Concurrently, Sónar+D also places an eye on another unknown reality, although this time it is much closer: virtual reality. Realities+D will hold a series of actions and talks about this concept, one that is usually much less tangible than we believe it to be. Zach Lieberman will talk about his augmented reality concept. The creators will be able to go into Mediapro’s laboratory, called Sónar360º, where you’ll find the country’s largest drone (with a diameter of 19 metres). Garage Stories will complete its bridge between Barcelona and San Francisco through its augmented story-telling.
The Glass Room Project will showcase how some apparently harmless objects analyse our behaviours to personalize their publicity. You’ll also be able to produce live music along with the British artist Mileece (Sonic Earth) thanks to SonarMies. Susan Rogers (who used to record Prince’s voice back in the day) from Google Magenta will present her NSsynth.
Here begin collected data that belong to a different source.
fn build_entities(
    source: DataSource,
    category: Category,
    metadata: &WriteMetadata,
    options: &WriteOptions,
) -> HesmaResult<Vec<ModelEntity>> {
    check_sources(&metadata.sources)?;

    let entities = match source {
        DataSource::Tables(tables) => {
            check_model_count(metadata, tables.len())?;
            tables
                .iter()
                .enumerate()
                .map(|(i, table)| {
                    named_model(i, metadata, options, |meta| {
                        ModelEntity::from_table(category, table, meta)
                    })
                })
                .collect::<HesmaResult<Vec<_>>>()?
        }
        DataSource::Mappings(mappings) => {
            check_model_count(metadata, mappings.len())?;
            mappings
                .iter()
                .enumerate()
                .map(|(i, mapping)| {
                    named_model(i, metadata, options, |meta| {
                        ModelEntity::from_mapping(category, mapping, meta)
                    })
                })
                .collect::<HesmaResult<Vec<_>>>()?
        }
        DataSource::Arrays(models) => {
            check_model_count(metadata, models.len())?;
            models
                .into_iter()
                .enumerate()
                .map(|(i, arrays)| {
                    named_model(i, metadata, options, |meta| {
                        ModelEntity::from_arrays(category, arrays.clone(), meta)
                    })
                })
                .collect::<HesmaResult<Vec<_>>>()?
        }
        DataSource::Timesteps(tables) => {
            let num_models = options.num_models.unwrap_or(1);
            let merged = merge_spectra(&tables, num_models)?;
            let per_model = tables.len() / num_models;
            let first_tables = (0..num_models).map(|i| tables.get(i * per_model));
            spectrum_entities(merged, first_tables, category, metadata, options)?
        }
        DataSource::NestedTimesteps(models) => {
            let num_models = options.num_models.unwrap_or(models.len());
            let merged = merge_spectra_nested(&models, num_models)?;
            let first_tables = models.iter().map(|tables| tables.first());
            spectrum_entities(merged, first_tables, category, metadata, options)?
        }
    };

    attach_derived(entities, options)
}

/// Build model `index`, falling back to `model_{index}` when no name can
/// be found and auto naming is on.
fn named_model<F>(
    index: usize,
    metadata: &WriteMetadata,
    options: &WriteOptions,
    build: F,
) -> HesmaResult<ModelEntity>
where
    F: Fn(&Metadata) -> ModelResult<ModelEntity>,
{
    let meta = metadata.model_metadata(index);
    match build(&meta) {
        Err(ModelError::Shape(ShapeError::MissingModelName { .. })) if options.auto_name => {
            let name = format!("model_{}", index);
            debug!(%name, "assigning default model name");
            Ok(build(&Metadata {
                model_name: Some(name),
                ..meta
            })?)
        }
        other => Ok(other?),
    }
}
Gene Kogan will offer a workshop on artificial learning devices. Important characters such as Ian Rodgers (a pioneer in the inverse price system with Radiohead’s releases) or Mat Dryhurst (Holly Herndon’s collaborator and one of the blockchain’s referents) will be present at Sónar+D as well. And last but not least, Mitchell Baker, from Mozilla Foundation, will analyse the future (somehow present too) of the internet.
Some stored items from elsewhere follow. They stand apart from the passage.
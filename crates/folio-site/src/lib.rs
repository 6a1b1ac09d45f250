//! Folio Site Library
//!
//! Bundles the per-kind repositories behind one handle and generates
//! site-wide artifacts from them.
//!
//! # Modules
//!
//! - [`site`] - Shared handle over the blog and homelab repositories
//! - [`sitemap`] - XML sitemap generation

pub mod site;
pub mod sitemap;

pub use site::Site;
pub use sitemap::{ChangeFreq, STATIC_ROUTES, SitemapError, SitemapGenerator, SitemapUrl};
Artists, the core of Sónar
Like every year, many Sónar artists are confirmed for Sónar+D to tell the public about their experiences, either before or after their acts. Local, cutting-edge names such as Refree, El Niño de Elche, Israel Galván and Isaki Lacuesta will describe how they broke so many barriers between disciplines. There are, however, two names that stand out from the rest. They are Ryuchi Sakamoto and Alva Noto, both responsible for closing the festival on Sunday night at Teatre Grec. In particular, Alva Noto is the representation of Sónar’s evolution. His musical development has taken him to the point of combining classical composition with electronic music, a product that’s been growing together with the festival’s growth.
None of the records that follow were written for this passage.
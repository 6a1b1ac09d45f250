//! Content types and structures.

use std::{fmt, str::FromStr};

use serde::{Deserialize, Serialize};

use crate::{
    config::Config,
    error::Result,
    frontmatter::RawFrontmatter,
    read_time::calculate_read_time,
};

/// Kind of document collection.
#[derive(Debug, Clone, Copy, PartialEq, Eq, Hash, Serialize, Deserialize)]
pub enum ContentKind {
    /// Blog posts.
    #[serde(rename = "blog")]
    Blog,
    /// Homelab write-ups.
    #[serde(rename = "homelabs", alias = "homelab")]
    Homelab,
}

impl ContentKind {
    /// Every kind, in display order.
    pub const ALL: [ContentKind; 2] = [Self::Blog, Self::Homelab];

    /// Subdirectory of the content root holding this kind.
    pub fn dir_name(&self) -> &'static str {
        match self {
            Self::Blog => "blog",
            Self::Homelab => "homelabs",
        }
    }

    /// URL prefix under which documents of this kind are served.
    pub fn route_prefix(&self) -> &'static str {
        match self {
            Self::Blog => "/blog",
            Self::Homelab => "/homelabs",
        }
    }

    /// Singular label used in logs and messages.
    pub fn label(&self) -> &'static str {
        match self {
            Self::Blog => "post",
            Self::Homelab => "homelab",
        }
    }
}

impl fmt::Display for ContentKind {
    fn fmt(&self, f: &mut fmt::Formatter<'_>) -> fmt::Result {
        f.write_str(self.dir_name())
    }
}

impl FromStr for ContentKind {
    type Err = String;

    fn from_str(s: &str) -> std::result::Result<Self, Self::Err> {
        match s.to_ascii_lowercase().as_str() {
            "blog" | "post" | "posts" => Ok(Self::Blog),
            "homelab" | "homelabs" | "lab" | "labs" => Ok(Self::Homelab),
            other => Err(format!(
                "unknown content kind `{other}` (expected `blog` or `homelabs`)"
            )),
        }
    }
}

/// Classification field used for filtering and facet listings.
#[derive(Debug, Clone, Copy, PartialEq, Eq, Hash)]
pub enum Facet {
    Category,
    FocusArea,
    Difficulty,
    Status,
    Tag,
    Tool,
}

impl FromStr for Facet {
    type Err = String;

    fn from_str(s: &str) -> std::result::Result<Self, Self::Err> {
        match s.to_ascii_lowercase().replace('_', "-").as_str() {
            "category" | "categories" => Ok(Self::Category),
            "focus-area" | "focusarea" | "focus" => Ok(Self::FocusArea),
            "difficulty" | "difficulties" => Ok(Self::Difficulty),
            "status" => Ok(Self::Status),
            "tag" | "tags" => Ok(Self::Tag),
            "tool" | "tools" => Ok(Self::Tool),
            other => Err(format!("unknown facet `{other}`")),
        }
    }
}

/// Read-only view shared by every metadata projection.
pub trait Listing {
    fn slug(&self) -> &str;
    fn title(&self) -> &str;
    fn description(&self) -> &str;
    /// Publish date exactly as written in frontmatter.
    fn date(&self) -> &str;
    fn read_time(&self) -> &str;
    fn is_featured(&self) -> bool;

    /// Values of a classification field; empty when the kind has no such
    /// field.
    fn facet_values(&self, facet: Facet) -> Vec<&str>;
}

/// A document collection: the metadata shape and the single place where
/// frontmatter defaults are applied.
pub trait Collection: Send + Sync + 'static {
    /// Metadata projection; never carries the body.
    type Metadata: Listing + Clone + fmt::Debug + Serialize + Send + Sync + 'static;

    /// Which collection this is.
    const KIND: ContentKind;

    /// Build typed metadata from a raw header and the document body.
    fn normalize(
        slug: &str,
        raw: &RawFrontmatter,
        body: &str,
        config: &Config,
    ) -> Result<Self::Metadata>;
}

/// A parsed document: metadata plus raw markdown body.
#[derive(Debug, Clone, PartialEq, Serialize)]
pub struct Document<M> {
    #[serde(flatten)]
    pub meta: M,

    /// Markdown body, without the frontmatter header.
    pub content: String,
}

impl<M: Listing> Document<M> {
    pub fn slug(&self) -> &str {
        self.meta.slug()
    }
}

/// Blog post metadata.
#[derive(Debug, Clone, PartialEq, Eq, Serialize, Deserialize)]
#[serde(rename_all = "camelCase")]
pub struct Post {
    pub slug: String,
    pub title: String,
    pub description: String,
    pub date: String,
    pub read_time: String,
    pub category: String,
    pub author: String,
    pub featured: bool,
    #[serde(default, skip_serializing_if = "Option::is_none")]
    pub cover_image: Option<String>,
    #[serde(default)]
    pub tags: Vec<String>,
}

/// Homelab write-up metadata.
#[derive(Debug, Clone, PartialEq, Eq, Serialize, Deserialize)]
#[serde(rename_all = "camelCase")]
pub struct Lab {
    pub slug: String,
    pub title: String,
    pub description: String,
    pub date: String,
    pub difficulty: String,
    pub duration: String,
    pub status: String,
    pub focus_area: String,
    pub category: String,
    #[serde(default, skip_serializing_if = "Option::is_none")]
    pub cover_image: Option<String>,
    #[serde(default)]
    pub tools: Vec<String>,
    #[serde(default)]
    pub objectives: Vec<String>,
    #[serde(default)]
    pub requirements: Vec<String>,
    #[serde(default)]
    pub tags: Vec<String>,
    pub featured: bool,
    pub read_time: String,
}

impl Listing for Post {
    fn slug(&self) -> &str {
        &self.slug
    }

    fn title(&self) -> &str {
        &self.title
    }

    fn description(&self) -> &str {
        &self.description
    }

    fn date(&self) -> &str {
        &self.date
    }

    fn read_time(&self) -> &str {
        &self.read_time
    }

    fn is_featured(&self) -> bool {
        self.featured
    }

    fn facet_values(&self, facet: Facet) -> Vec<&str> {
        match facet {
            Facet::Category => vec![self.category.as_str()],
            Facet::Tag => self.tags.iter().map(String::as_str).collect(),
            Facet::FocusArea | Facet::Difficulty | Facet::Status | Facet::Tool => Vec::new(),
        }
    }
}

impl Listing for Lab {
    fn slug(&self) -> &str {
        &self.slug
    }

    fn title(&self) -> &str {
        &self.title
    }

    fn description(&self) -> &str {
        &self.description
    }

    fn date(&self) -> &str {
        &self.date
    }

    fn read_time(&self) -> &str {
        &self.read_time
    }

    fn is_featured(&self) -> bool {
        self.featured
    }

    fn facet_values(&self, facet: Facet) -> Vec<&str> {
        match facet {
            Facet::Category => vec![self.category.as_str()],
            Facet::FocusArea => vec![self.focus_area.as_str()],
            Facet::Difficulty => vec![self.difficulty.as_str()],
            Facet::Status => vec![self.status.as_str()],
            Facet::Tag => self.tags.iter().map(String::as_str).collect(),
            Facet::Tool => self.tools.iter().map(String::as_str).collect(),
        }
    }
}

/// The blog collection.
#[derive(Debug, Clone, Copy, Default)]
pub struct Blog;

/// The homelab collection.
#[derive(Debug, Clone, Copy, Default)]
pub struct Homelab;

/// Frontmatter read time, or one derived from the body.
fn read_time_for(raw: &RawFrontmatter, body: &str, config: &Config) -> String {
    raw.string("readTime")
        .unwrap_or_else(|| calculate_read_time(body, config.content.words_per_minute))
}

impl Collection for Blog {
    type Metadata = Post;

    const KIND: ContentKind = ContentKind::Blog;

    fn normalize(slug: &str, raw: &RawFrontmatter, body: &str, config: &Config) -> Result<Post> {
        Ok(Post {
            slug: slug.to_string(),
            title: raw.required("title")?,
            description: raw.required("description")?,
            date: raw.string("date").unwrap_or_default(),
            read_time: read_time_for(raw, body, config),
            category: raw
                .string("category")
                .unwrap_or_else(|| config.defaults.post_category.clone()),
            author: raw
                .string("author")
                .or_else(|| config.site.author.clone())
                .unwrap_or_default(),
            featured: raw.flag("featured"),
            cover_image: raw.string("coverImage"),
            tags: raw.list("tags"),
        })
    }
}

impl Collection for Homelab {
    type Metadata = Lab;

    const KIND: ContentKind = ContentKind::Homelab;

    fn normalize(slug: &str, raw: &RawFrontmatter, body: &str, config: &Config) -> Result<Lab> {
        let defaults = &config.defaults;
        let read_time = read_time_for(raw, body, config);
        let category = raw.string("category");

        Ok(Lab {
            slug: slug.to_string(),
            title: raw.required("title")?,
            description: raw.required("description")?,
            date: raw.string("date").unwrap_or_default(),
            difficulty: raw
                .string("difficulty")
                .unwrap_or_else(|| defaults.lab_difficulty.clone()),
            duration: raw.string("duration").unwrap_or_else(|| read_time.clone()),
            status: raw
                .string("status")
                .unwrap_or_else(|| defaults.lab_status.clone()),
            focus_area: raw
                .string("focusArea")
                .or_else(|| category.clone())
                .unwrap_or_else(|| defaults.lab_category.clone()),
            category: category.unwrap_or_else(|| defaults.lab_category.clone()),
            cover_image: raw.string("coverImage"),
            tools: raw.list("tools"),
            objectives: raw.list("objectives"),
            requirements: raw.list("requirements"),
            tags: raw.list("tags"),
            featured: raw.flag("featured"),
            read_time,
        })
    }
}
With such an exhaustive program, Sónar+D is launching its collaboration with BCN Tech City, a non-profit organization, totally apolitical and with the only goal of promoting the digital ecosystem in Barcelona. Over €1,100 million of investment allows the city to be at the top of the game in terms of global entrepreneurship. The Catalonian capital is the 3rd favourite city in Europe among investors from all around the world and Sónar plays a key role in bringing businesses together. The crowd knows it; they attend Sónar to discover, find, and ultimately celebrate and have fun. Those discoveries are a part of Sónar experience and at Sónar+D it all takes place at a much slower pace. Sónar+D is the prelude of what Sónar will be in the near future. That is why the most restless minds attend.
“Come and experience this, you’ve never seen anything like it.” This is what Sónar’s crowds always state.